J'étais déjà trop vieille, alors, pour supporter sans conséquence un choc aussi immense. D'avoir vu le gaz de charbon s'échapper et des milliers de mots, glanés et captés, enracinés par moi depuis des années, s'échapper sous mes yeux dans le vent du cyclone, j'avais le souffle coupé et le sommeil bosselé. Mes nuits étaient des lambeaux de repos, déchirés de milles voix cauchemardesques.
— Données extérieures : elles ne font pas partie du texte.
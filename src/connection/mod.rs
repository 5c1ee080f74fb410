// src/connection/mod.rs

//! Manages the lifecycle of a single client connection: the authentication
//! handshake, tenant database pinning, and the hand-off to the byte relay.

mod guard;
mod handler;
mod session;

pub use guard::ConnectionGuard;
pub use handler::ConnectionHandler;
pub use session::{Session, SessionPhase, auth_secret};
J'aurais voulu avoir le temps de connaître mieux mon corps avant de partir le brûler ici.
Et quand le froid s'éloigne, pudique, je suis si confiante que je le rappelle à moi, le froid. Je le vouvoie, le froid. Venez, venez, venez, venez, je lui dis.
Alors il revient me gifler et la fenêtre, par laquelle je le regarde, me claque à la gueule. Les doigts de tatouage m'échappent. « A, A », je reprends. Ma voix hypnotise ma voix.
De l'autre main, j'écris. Les oiseaux viennent. Ils volent, si lentement. Leurs cris appellent le fleuve mais il n'y en a plus, de fleuve, depuis le froid : l'étendue d'eau, désormais, n'est plus qu'une immense table de glace, servie pour des convives qui n'ont pas envie d'être là.
Évidemment, ces activités de dressage, d’oiseaux et de chiens, me sont strictement interdites. Je n'ai absolument pas le droit d'essayer de savoir ce que je ne sais pas. Markowèfe l'a bien dit : si je suis traductrice du froid, c'est parce que j'ignore le froid. Je ne le vois pas. Il ne me fait pas, comme aux autres, mal à la peau et au cœur. Mais je suis seule et je m'ennuie et toutes ces bricoles, avec le corbeau, les oiseaux et les chiens, occupent un peu mon temps.
Par bonheur, depuis le début, le ciel est avec moi.
Pour dire : depuis deux semaines que je suis là, dès que s'exprime la nature brutale des conductives, il y a un orage et quiconque prononce une mauvaise parole contre moi, la perd sous la neige. Mes oiseaux en boivent quelques gouttes ; pas n'importe lesquelles, heureusement. Je trie : les bonnes gouttes, les mauvaises. Mes oiseaux ne seront jamais infectés par la brutalité.
Peut-être ont-elles simplement peur d’être gentilles. C’est le peu que je sais, de la vie : être gentille, c’est comme se mettre nue. Or qui veut être nue.